The COVID-19 situation remains fragile and continues to impact workforce productivity. We continue to monitor and implement mitigating measures to reduce the impact on operations. To date, since the start of the pandemic, close to 1/3 of our workforce has tested positive for COVID-19 at one point or another, although the majority -- a large majority of those individuals have subsequently recovered. This has required significant flexibility of our operating teams to manage productively with our COVID-19 protocols to ensure the safety of our workers and of our communities. The mechanical condition of the gravity and leach/CIP circuits has been negatively impacting recoveries and is resulting in higher than normal levels of in circuit gold inventory, in turn, impacting gold sales. The ongoing project to improve the efficiency of our ADR circuit is expected to be completed by year-end, with improvements in both recovery and reduced in process inventories expected to be realized starting next year.

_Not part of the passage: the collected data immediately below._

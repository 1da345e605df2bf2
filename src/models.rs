use chrono::Utc;
use serde::{Deserialize, Serialize};
use uuid::Uuid;

use crate::stats::StatsSnapshot;

/// One question/answer entry in the knowledge base.
#[derive(Debug, Clone, Serialize, Deserialize)]
pub struct QaEntry {
    pub id: String,
    pub question: String,
    pub answer: String,
    pub category: String,
    pub tags: Vec<String>,
    pub created_at: i64,
    pub updated_at: i64,
    pub reply_count: u32,
}

impl QaEntry {
    pub fn new(question: String, answer: String, category: String, tags: Vec<String>) -> Self {
        let now = Utc::now().timestamp();
        Self {
            id: Uuid::new_v4().to_string(),
            question,
            answer,
            category,
            tags,
            created_at: now,
            updated_at: now,
            reply_count: 0,
        }
    }
}

/// A user comment attached to a Q&A entry.
///
/// `helpful_voters` is the authoritative record of helpful votes: it holds the
/// ids of users who currently mark the reply helpful, so a repeated toggle by
/// the same user is a no-op pair and the vote count is always the set size.
#[derive(Debug, Clone, Serialize, Deserialize)]
pub struct Reply {
    pub id: String,
    pub qa_id: String,
    pub user_id: String,
    pub username: String,
    pub content: String,
    pub created_at: i64,
    pub updated_at: i64,
    pub helpful_voters: Vec<String>,
    pub parent_reply_id: Option<String>,
    pub is_deleted: bool,
}

impl Reply {
    pub fn new(
        qa_id: String,
        user_id: String,
        username: String,
        content: String,
        parent_reply_id: Option<String>,
    ) -> Self {
        let now = Utc::now().timestamp();
        Self {
            id: Uuid::new_v4().to_string(),
            qa_id,
            user_id,
            username,
            content,
            created_at: now,
            updated_at: now,
            helpful_voters: Vec::new(),
            parent_reply_id,
            is_deleted: false,
        }
    }

    pub fn helpful_votes(&self) -> u32 {
        self.helpful_voters.len() as u32
    }

    pub fn is_helpful_for(&self, viewer_id: &str) -> bool {
        self.helpful_voters.iter().any(|v| v == viewer_id)
    }

    /// Viewer-relative projection used in API responses.
    pub fn view(&self, viewer_id: &str) -> ReplyView {
        ReplyView {
            id: self.id.clone(),
            qa_id: self.qa_id.clone(),
            user_id: self.user_id.clone(),
            username: self.username.clone(),
            content: self.content.clone(),
            created_at: self.created_at,
            updated_at: self.updated_at,
            helpful_votes: self.helpful_votes(),
            is_helpful: self.is_helpful_for(viewer_id),
            parent_reply_id: self.parent_reply_id.clone(),
        }
    }
}

#[derive(Debug, Clone, Serialize, Deserialize)]
pub struct ReplyView {
    pub id: String,
    pub qa_id: String,
    pub user_id: String,
    pub username: String,
    pub content: String,
    pub created_at: i64,
    pub updated_at: i64,
    pub helpful_votes: u32,
    pub is_helpful: bool,
    pub parent_reply_id: Option<String>,
}

#[derive(Debug, Clone, Serialize, Deserialize)]
pub struct User {
    pub id: String,
    pub username: String,
    pub email: String,
    pub password_hash: String,
    pub created_at: i64,
    pub last_login_at: Option<i64>,
    pub is_active: bool,
}

impl User {
    pub fn new(username: String, email: String, password_hash: String) -> Self {
        Self {
            id: Uuid::new_v4().to_string(),
            username,
            email,
            password_hash,
            created_at: Utc::now().timestamp(),
            last_login_at: None,
            is_active: true,
        }
    }
}

/// Authenticated user attached to request extensions by the auth middleware.
#[derive(Debug, Clone, Serialize, Deserialize)]
pub struct AuthenticatedUser {
    pub id: String,
    pub username: String,
    pub email: String,
}

/// A Q&A entry together with its replies, as returned by search/browse
/// endpoints. Reply views are viewer-relative.
#[derive(Debug, Clone, Serialize, Deserialize)]
pub struct QaWithReplies {
    #[serde(flatten)]
    pub entry: QaEntry,
    pub replies: Vec<ReplyView>,
}

// Request/response DTOs

#[derive(Debug, Serialize, Deserialize)]
pub struct RegisterRequest {
    pub username: String,
    pub email: String,
    pub password: String,
}

#[derive(Debug, Serialize, Deserialize)]
pub struct LoginRequest {
    pub username: String,
    pub password: String,
}

#[derive(Debug, Serialize, Deserialize)]
pub struct AuthResponse {
    pub token: String,
    pub user: AuthenticatedUser,
}

#[derive(Debug, Deserialize)]
pub struct SearchQuery {
    pub q: Option<String>,
    pub category: Option<String>,
}

#[derive(Debug, Serialize, Deserialize)]
pub struct SearchResponse {
    pub query: String,
    pub category: Option<String>,
    pub results: Vec<QaWithReplies>,
    pub count: usize,
}

#[derive(Debug, Serialize, Deserialize)]
pub struct QaListResponse {
    pub qa_pairs: Vec<QaWithReplies>,
    pub count: usize,
}

#[derive(Debug, Serialize, Deserialize)]
pub struct AddQaRequest {
    pub question: String,
    pub answer: String,
    pub category: Option<String>,
    pub tags: Option<Vec<String>>,
}

#[derive(Debug, Serialize, Deserialize)]
pub struct AddQaResponse {
    pub success: bool,
    pub id: String,
    pub message: String,
    pub added_by: String,
}

#[derive(Debug, Serialize, Deserialize)]
pub struct AddReplyRequest {
    pub qa_id: String,
    pub content: String,
    pub parent_reply_id: Option<String>,
}

#[derive(Debug, Serialize, Deserialize)]
pub struct UpdateReplyRequest {
    pub content: String,
}

#[derive(Debug, Serialize, Deserialize)]
pub struct ReplyResponse {
    pub success: bool,
    pub reply: ReplyView,
    pub message: String,
}

#[derive(Debug, Serialize, Deserialize)]
pub struct RepliesResponse {
    pub qa_id: String,
    pub replies: Vec<ReplyView>,
    pub count: usize,
}

#[derive(Debug, Serialize, Deserialize)]
pub struct ToggleHelpfulResponse {
    pub success: bool,
    pub reply_id: String,
    pub is_helpful: bool,
    pub helpful_votes: u32,
    pub message: String,
}

#[derive(Debug, Serialize, Deserialize)]
pub struct AskAiRequest {
    pub question: String,
}

#[derive(Debug, Serialize, Deserialize)]
pub struct AskAiResponse {
    pub success: bool,
    pub question: String,
    pub answer: String,
    pub category: String,
    pub confidence: f32,
    pub sources: Vec<String>,
    pub reasoning: String,
    pub tools: serde_json::Value,
    pub auto_classified: bool,
}

#[derive(Debug, Serialize, Deserialize)]
pub struct SaveAiQaRequest {
    pub question: String,
    pub answer: String,
    pub category: Option<String>,
    pub tags: Option<Vec<String>>,
}

#[derive(Debug, Serialize, Deserialize)]
pub struct StatsResponse {
    #[serde(flatten)]
    pub stats: StatsSnapshot,
    pub student_categories: Vec<crate::catalog::CategoryDescriptor>,
}

#[derive(Debug, Serialize, Deserialize)]
pub struct CategoriesResponse {
    pub categories: Vec<String>,
    pub student_categories: Vec<crate::catalog::CategoryDescriptor>,
}

#[derive(Debug, Serialize, Deserialize)]
pub struct ServerStatus {
    pub status: String,
    pub version: String,
    pub uptime: u64,
}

The maintenance backlog of mining and mill equipment continues to impact availability, deliveries of new equipment aimed at improving availability have commenced. Recurrent pit intrusions by illegal miners continue to impact production at Royal Hill, collaboration with the government task force in local communities is ongoing in an effort to reduce intrusions and implement long-term and sustainable solutions. Cash costs of $1,796 per ounce sold and all-in sustaining cost of $2,156 per ounce sold were impacted by higher costs and a net realizable value of gold inventory stockpile write-down, which accounted for approximately $300 per ounce increase to both cash cost and AISC for the quarter and lower gold sales. At Saramacca, construction of required infrastructure is continuing at the facility pad, the sedimentation dams, haul road and public road crossings and works on the West dump grain, all to be completed in Q4. We expect certain cost pressures, including higher logistics and energy costs to persist.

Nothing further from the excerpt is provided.